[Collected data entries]
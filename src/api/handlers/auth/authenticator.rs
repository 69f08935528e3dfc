//! Request authentication for the two route groups.
//!
//! Flow Overview:
//! - System mode (`/api/token/*`): `Authorization: Basic <digest>` where
//!   `digest = hex(sha256(secret || bucket))` and `bucket` is the current
//!   10-minute window since the epoch. The previous and next windows are also
//!   accepted to absorb clock skew at the edges.
//! - User mode (`/api/data/*`): `Authorization: Bearer <access token>`,
//!   resolved against the live session cache into a [`Principal`].

use axum::{
    Extension,
    extract::Request,
    http::{HeaderMap, header::AUTHORIZATION},
    middleware::Next,
    response::Response,
};
use chrono::Utc;
use secrecy::{ExposeSecret, SecretString};
use sha2::{Digest, Sha256};
use std::sync::Arc;
use tracing::debug;

use super::{error::AuthError, principal::Principal, session::SessionCache, state::AuthState};

pub const SYSTEM_SCHEME: &str = "Basic";
pub const USER_SCHEME: &str = "Bearer";
pub const BUCKET_MILLIS: i64 = 10 * 60 * 1000;

pub struct RequestAuthenticator {
    system_secret: SecretString,
    sessions: Arc<SessionCache>,
}

impl RequestAuthenticator {
    #[must_use]
    pub fn new(system_secret: SecretString, sessions: Arc<SessionCache>) -> Self {
        Self {
            system_secret,
            sessions,
        }
    }

    /// Check the system-mode digest against the wall clock.
    ///
    /// # Errors
    /// `AuthFailed` if the header is missing, malformed or stale.
    pub fn authenticate_system(&self, headers: &HeaderMap) -> Result<(), AuthError> {
        self.authenticate_system_at(headers, Utc::now().timestamp_millis())
    }

    fn authenticate_system_at(&self, headers: &HeaderMap, now_millis: i64) -> Result<(), AuthError> {
        let presented = extract_scheme_token(headers, SYSTEM_SCHEME).ok_or(AuthError::AuthFailed)?;
        let bucket = now_millis.div_euclid(BUCKET_MILLIS);
        let secret = self.system_secret.expose_secret();

        if [bucket - 1, bucket, bucket + 1]
            .into_iter()
            .any(|candidate| system_digest(secret, candidate) == presented)
        {
            Ok(())
        } else {
            debug!("System token rejected");
            Err(AuthError::AuthFailed)
        }
    }

    /// Resolve a bearer access token into the user it belongs to.
    ///
    /// # Errors
    /// `AuthFailed` if the header is missing or the token is unknown or expired.
    pub async fn authenticate_user(&self, headers: &HeaderMap) -> Result<Principal, AuthError> {
        let token = extract_scheme_token(headers, USER_SCHEME).ok_or(AuthError::AuthFailed)?;
        let session = self
            .sessions
            .by_access_token(&token)
            .await
            .ok_or(AuthError::AuthFailed)?;
        if session.user_id.is_empty() {
            return Err(AuthError::AuthFailed);
        }
        Ok(Principal {
            user_id: session.user_id,
            name: session.user_name,
        })
    }
}

/// `hex(sha256(secret || bucket))`, the value clients put after `Basic `.
#[must_use]
pub fn system_digest(secret: &str, bucket: i64) -> String {
    let mut hasher = Sha256::new();
    hasher.update(secret.as_bytes());
    hasher.update(bucket.to_string().as_bytes());
    hex::encode(hasher.finalize())
}

/// Digest for the window containing `now_millis`.
#[must_use]
pub fn system_token_at(secret: &str, now_millis: i64) -> String {
    system_digest(secret, now_millis.div_euclid(BUCKET_MILLIS))
}

/// Extract `<token>` from `Authorization: <scheme> <token>`.
fn extract_scheme_token(headers: &HeaderMap, scheme: &str) -> Option<String> {
    let value = headers.get(AUTHORIZATION)?.to_str().ok()?;
    let token = value.strip_prefix(scheme)?.strip_prefix(' ')?.trim();
    if token.is_empty() {
        None
    } else {
        Some(token.to_string())
    }
}

/// Middleware guarding system-mode routes.
///
/// # Errors
/// Rejects the request with 401 when the system digest does not verify.
pub async fn require_system(
    Extension(auth_state): Extension<Arc<AuthState>>,
    request: Request,
    next: Next,
) -> Result<Response, AuthError> {
    auth_state
        .authenticator()
        .authenticate_system(request.headers())?;
    Ok(next.run(request).await)
}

WHAT YOU ARE ASKED TO DO:
Output the records in full, exactly.

SOLUTION FOR THIS PROBLEM:
filename src/api/handlers/auth/authenticator.rs
repository 69f08935528e3dfc
//! Request authentication for the two route groups.
//!
//! Flow Overview:
//! - System mode (`/api/token/*`): `Authorization: Basic <digest>` where
//!   `digest = hex(sha256(secret || bucket))` and `bucket` is the current
//!   10-minute window since the epoch. The previous and next windows are also
//!   accepted to absorb clock skew at the edges.
//! - User mode (`/api/data/*`): `Authorization: Bearer <access token>`,
//!   resolved against the live session cache into a [`Principal`].

use axum::{
    Extension,
    extract::Request,
    http::{HeaderMap, header::AUTHORIZATION},
    middleware::Next,
    response::Response,
};
use chrono::Utc;
use secrecy::{ExposeSecret, SecretString};
use sha2::{Digest, Sha256};
use std::sync::Arc;
use tracing::debug;

use super::{error::AuthError, principal::Principal, session::SessionCache, state::AuthState};

pub const SYSTEM_SCHEME: &str = "Basic";
pub const USER_SCHEME: &str = "Bearer";
pub const BUCKET_MILLIS: i64 = 10 * 60 * 1000;

pub struct RequestAuthenticator {
    system_secret: SecretString,
    sessions: Arc<SessionCache>,
}

impl RequestAuthenticator {
    #[must_use]
    pub fn new(system_secret: SecretString, sessions: Arc<SessionCache>) -> Self {
        Self {
            system_secret,
            sessions,
        }
    }

    /// Check the system-mode digest against the wall clock.
    ///
    /// # Errors
    /// `AuthFailed` if the header is missing, malformed or stale.
    pub fn authenticate_system(&self, headers: &HeaderMap) -> Result<(), AuthError> {
        self.authenticate_system_at(headers, Utc::now().timestamp_millis())
    }

    fn authenticate_system_at(&self, headers: &HeaderMap, now_millis: i64) -> Result<(), AuthError> {
        let presented = extract_scheme_token(headers, SYSTEM_SCHEME).ok_or(AuthError::AuthFailed)?;
        let bucket = now_millis.div_euclid(BUCKET_MILLIS);
        let secret = self.system_secret.expose_secret();

        if [bucket - 1, bucket, bucket + 1]
            .into_iter()
            .any(|candidate| system_digest(secret, candidate) == presented)
        {
            Ok(())
        } else {
            debug!("System token rejected");
            Err(AuthError::AuthFailed)
        }
    }

    /// Resolve a bearer access token into the user it belongs to.
    ///
    /// # Errors
    /// `AuthFailed` if the header is missing or the token is unknown or expired.
    pub async fn authenticate_user(&self, headers: &HeaderMap) -> Result<Principal, AuthError> {
        let token = extract_scheme_token(headers, USER_SCHEME).ok_or(AuthError::AuthFailed)?;
        let session = self
            .sessions
            .by_access_token(&token)
            .await
            .ok_or(AuthError::AuthFailed)?;
        if session.user_id.is_empty() {
            return Err(AuthError::AuthFailed);
        }
        Ok(Principal {
            user_id: session.user_id,
            name: session.user_name,
        })
    }
}

/// `hex(sha256(secret || bucket))`, the value clients put after `Basic `.
#[must_use]
pub fn system_digest(secret: &str, bucket: i64) -> String {
    let mut hasher = Sha256::new();
    hasher.update(secret.as_bytes());
    hasher.update(bucket.to_string().as_bytes());
    hex::encode(hasher.finalize())
}

/// Digest for the window containing `now_millis`.
#[must_use]
pub fn system_token_at(secret: &str, now_millis: i64) -> String {
    system_digest(secret, now_millis.div_euclid(BUCKET_MILLIS))
}

/// Extract `<token>` from `Authorization: <scheme> <token>`.
fn extract_scheme_token(headers: &HeaderMap, scheme: &str) -> Option<String> {
    let value = headers.get(AUTHORIZATION)?.to_str().ok()?;
    let token = value.strip_prefix(scheme)?.strip_prefix(' ')?.trim();
    if token.is_empty() {
        None
    } else {
        Some(token.to_string())
    }
}

/// Middleware guarding system-mode routes.
///
/// # Errors
/// Rejects the request with 401 when the system digest does not verify.
pub async fn require_system(
    Extension(auth_state): Extension<Arc<AuthState>>,
    request: Request,
    next: Next,
) -> Result<Response, AuthError> {
    auth_state
        .authenticator()
        .authenticate_system(request.headers())?;
    Ok(next.run(request).await)
}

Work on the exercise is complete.